The Supreme Court has ruled that a restrictive covenant that effectively bars competitors to the anchor tenant of a Northern Ireland shopping centre is not unenforceable as a “restraint of trade”.

The court allowed an appeal by Dunnes Stores (Bangor) Ltd, which enjoys the benefit of a restrictive covenant in its lease of premises at the Springtown Centre, Londonderry, preventing rival retailers from opening stores of 3,000 sq ft or more selling food or textiles.

The centre’s owner, Peninsula Securities Ltd, looking to revive its flagging fortunes by attracting new tenants, sought a ruling that the restrictive covenant was a “restraint of trade” and, as a result, unenforceable.
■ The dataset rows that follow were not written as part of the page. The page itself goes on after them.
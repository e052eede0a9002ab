//! # ud-queries
//!
//! Filter-rule engine for the Userdesk user listing.
//!
//! This crate turns structured filter criteria over typed user fields into the
//! flat query parameters the users API expects, and keeps the listing state
//! (page, size, sort, search, rules) in a shareable location string.
//!
//! ## Structure
//!
//! - `catalog` - Static registry of filterable/sortable user fields
//! - `operators` - Operators and the legal set per semantic type
//! - `filters` - Filter rules, values, and the per-field rule set
//! - `sorts` - Sort direction and `order_by` specs
//! - `state` - The listing `QueryState` and its deltas
//! - `encoder` - `QueryState` to API parameters, with per-field aliases
//! - `url_state` - `QueryState` to and from the location query string
//! - `presets` - Rule sets used by the statistics page
//!
//! ## Example
//!
//! ```
//! use ud_queries::{encode, FilterRule, QueryState, RuleSet};
//!
//! let rules = RuleSet::new()
//!     .with(FilterRule::between("score", 10, 50))
//!     .unwrap()
//!     .with(FilterRule::is_empty("country"))
//!     .unwrap();
//! let params = encode(&QueryState::new().with_rules(rules));
//!
//! assert_eq!(params.get("min_score"), Some("10"));
//! assert_eq!(params.get("max_score"), Some("50"));
//! assert_eq!(params.get("no_country"), Some("true"));
//! assert_eq!(params.get("order_by"), Some("-counter"));
//! ```

pub mod catalog;
pub mod operators;
pub mod filters;
pub mod sorts;
pub mod state;
pub mod encoder;
pub mod url_state;
pub mod presets;

// Re-exports for convenience
pub use catalog::{user_catalog, FieldCatalog, FieldDescriptor, SemanticType};
pub use operators::{operators_for, Arity, Operator};
pub use filters::{coerce_input, FilterRule, FilterValue, RuleSet};
pub use sorts::{sortable_fields, SortDirection, SortSpec};
pub use state::{QueryState, QueryStateDelta};
pub use encoder::{encode, encode_count, QueryParams};
pub use url_state::{LocationStore, MemoryLocation, UrlState};
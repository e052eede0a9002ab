//! Userdesk command-line console
//!
//! Talks to the users admin API: sign in, page through users with the
//! filter-rule engine, edit a user, and print the statistics counts.

use anyhow::Context;
use clap::Parser;
use tracing::{debug, error};
use tracing_subscriber::{layer::SubscriberExt, util::SubscriberInitExt, EnvFilter};

use ud_core::config::{AppConfig, LoggingConfig};
use ud_core::UdError;

mod cli;
mod commands;

use cli::Cli;

#[tokio::main]
async fn main() -> anyhow::Result<()> {
    dotenvy::dotenv().ok();
    let cli = Cli::parse();

    let config = match cli.config.as_deref() {
        Some(path) => AppConfig::load(Some(path)),
        None => AppConfig::from_env(),
    }
    .context("failed to load configuration")?;
    init_tracing(&config.logging);
    debug!(
        version = env!("CARGO_PKG_VERSION"),
        api = %config.api.base_url,
        "Configuration loaded"
    );

    let result = commands::run(cli.command, config).await;
    if let Err(err) = &result {
        if err
            .downcast_ref::<UdError>()
            .is_some_and(UdError::requires_reauthentication)
        {
            error!("Not signed in or session expired; run `userdesk login`");
        }
    }
    result
}

/// Initialize tracing/logging on stderr
fn init_tracing(logging: &LoggingConfig) {
    let filter =
        EnvFilter::try_from_default_env().unwrap_or_else(|_| EnvFilter::new(&logging.filter));

    let json_layer = logging
        .json
        .then(|| tracing_subscriber::fmt::layer().json().with_writer(std::io::stderr));
    let text_layer = (!logging.json).then(|| {
        tracing_subscriber::fmt::layer()
            .with_target(true)
            .with_writer(std::io::stderr)
    });

    tracing_subscriber::registry()
        .with(filter)
        .with(json_layer)
        .with(text_layer)
        .init();
}
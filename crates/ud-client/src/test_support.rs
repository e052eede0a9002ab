//! In-process API stand-ins for tests

use axum::Router;
use ud_models::AuthUser;

/// Serve `router` on an ephemeral local port and return its base URL
pub async fn spawn(router: Router) -> String {
    let listener = tokio::net::TcpListener::bind("127.0.0.1:0").await.unwrap();
    let addr = listener.local_addr().unwrap();
    tokio::spawn(async move {
        axum::serve(listener, router).await.unwrap();
    });
    format!("http://{}", addr)
}

pub fn admin() -> AuthUser {
    AuthUser {
        username: "root".into(),
        is_superadmin: true,
    }
}
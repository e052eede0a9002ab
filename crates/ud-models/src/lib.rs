//! # ud-models
//!
//! Data types exchanged with the users API.
//!
//! - `user` - User records and the edit request
//! - `envelope` - The `{ data, meta, error }` response wrapper
//! - `auth` - Login request/response and the signed-in admin

pub mod auth;
pub mod envelope;
pub mod user;

// Re-exports for convenience
pub use auth::{AuthUser, LoginRequest, LoginResponse};
pub use envelope::{ApiEnvelope, SingleUserResponse, UsersResponse};
pub use user::{User, UserUpdateRequest, EDITABLE_FIELDS, PROFILE_IMAGE_BASE_URL};
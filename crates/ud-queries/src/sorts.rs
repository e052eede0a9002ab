//! Listing sort order
//!
//! The API takes a single `order_by` parameter: the field name, prefixed with
//! `-` for descending order.

use serde::{Deserialize, Serialize};
use ud_core::ContractError;

use crate::catalog::{fields, user_catalog, FieldCatalog, FieldDescriptor};

/// Sort direction
#[derive(Debug, Clone, Copy, PartialEq, Eq, Default, Serialize, Deserialize)]
#[serde(rename_all = "lowercase")]
pub enum SortDirection {
    /// Ascending order (A-Z, 1-9, oldest first)
    Asc,
    /// Descending order (Z-A, 9-1, newest first)
    #[default]
    Desc,
}

impl SortDirection {
    /// Parse from string
    pub fn from_str(s: &str) -> Option<Self> {
        match s.to_lowercase().as_str() {
            "asc" | "ascending" => Some(Self::Asc),
            "desc" | "descending" => Some(Self::Desc),
            _ => None,
        }
    }

    pub fn as_str(&self) -> &'static str {
        match self {
            Self::Asc => "asc",
            Self::Desc => "desc",
        }
    }

    /// Get the opposite direction
    pub fn reverse(&self) -> Self {
        match self {
            Self::Asc => Self::Desc,
            Self::Desc => Self::Asc,
        }
    }
}

/// Sort field and direction.
///
/// The field is always a sortable field of the user catalog: every
/// constructor and deserialization checks it.
#[derive(Debug, Clone, PartialEq, Eq, Serialize, Deserialize)]
#[serde(try_from = "RawSortSpec")]
pub struct SortSpec {
    field: String,
    direction: SortDirection,
}

#[derive(Deserialize)]
struct RawSortSpec {
    field: String,
    direction: SortDirection,
}

impl TryFrom<RawSortSpec> for SortSpec {
    type Error = ContractError;

    fn try_from(raw: RawSortSpec) -> Result<Self, Self::Error> {
        Self::new(raw.field, raw.direction)
    }
}

impl SortSpec {
    pub fn new(field: impl Into<String>, direction: SortDirection) -> Result<Self, ContractError> {
        let field = field.into();
        check_sortable(user_catalog(), &field)?;
        Ok(Self { field, direction })
    }

    pub fn asc(field: impl Into<String>) -> Result<Self, ContractError> {
        Self::new(field, SortDirection::Asc)
    }

    pub fn desc(field: impl Into<String>) -> Result<Self, ContractError> {
        Self::new(field, SortDirection::Desc)
    }

    /// Parse an `order_by` value; a leading `-` means descending
    pub fn parse(raw: &str) -> Result<Self, ContractError> {
        let raw = raw.trim();
        match raw.strip_prefix('-') {
            Some(rest) => Self::desc(rest),
            None => Self::asc(raw),
        }
    }

    pub fn field(&self) -> &str {
        &self.field
    }

    pub fn direction(&self) -> SortDirection {
        self.direction
    }

    /// The `order_by` parameter value
    pub fn to_param(&self) -> String {
        match self.direction {
            SortDirection::Asc => self.field.clone(),
            SortDirection::Desc => format!("-{}", self.field),
        }
    }

    /// Catalog entry of the sort field
    pub fn descriptor(&self) -> Option<&'static FieldDescriptor> {
        user_catalog().lookup(&self.field)
    }

    /// Reverse the sort direction
    pub fn toggled(mut self) -> Self {
        self.direction = self.direction.reverse();
        self
    }
}

fn check_sortable<'c>(
    catalog: &'c FieldCatalog,
    field: &str,
) -> Result<&'c FieldDescriptor, ContractError> {
    let descriptor = catalog
        .lookup(field)
        .ok_or_else(|| ContractError::UnknownField {
            field: field.to_string(),
        })?;
    if !descriptor.sortable {
        return Err(ContractError::NotSortable {
            field: field.to_string(),
        });
    }
    Ok(descriptor)
}

impl Default for SortSpec {
    /// Newest users first
    fn default() -> Self {
        Self {
            field: fields::COUNTER.to_string(),
            direction: SortDirection::Desc,
        }
    }
}

/// Fields offered by the sort picker
pub fn sortable_fields() -> Vec<&'static FieldDescriptor> {
    user_catalog().sortable()
}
Peninsula was unsuccessful at the High Court, but the Court of Appeal ruled in its favour that the doctrine of restraint of trade was engaged.

Now, though, the Supreme Court has unanimously sided with Dunnes, and dismissed Peninsula’s claim.

Explaining the decision, Tom Kiernan, an associate at Dentons, said that it offered “a welcome clarification on the law surrounding restraint of trade”, in particular “the Supreme Court’s confirmation that it agrees with the academic world that the ‘pre-existing freedom’ test – does the clause restrict a freedom the party otherwise enjoyed? – is not fit for purpose”.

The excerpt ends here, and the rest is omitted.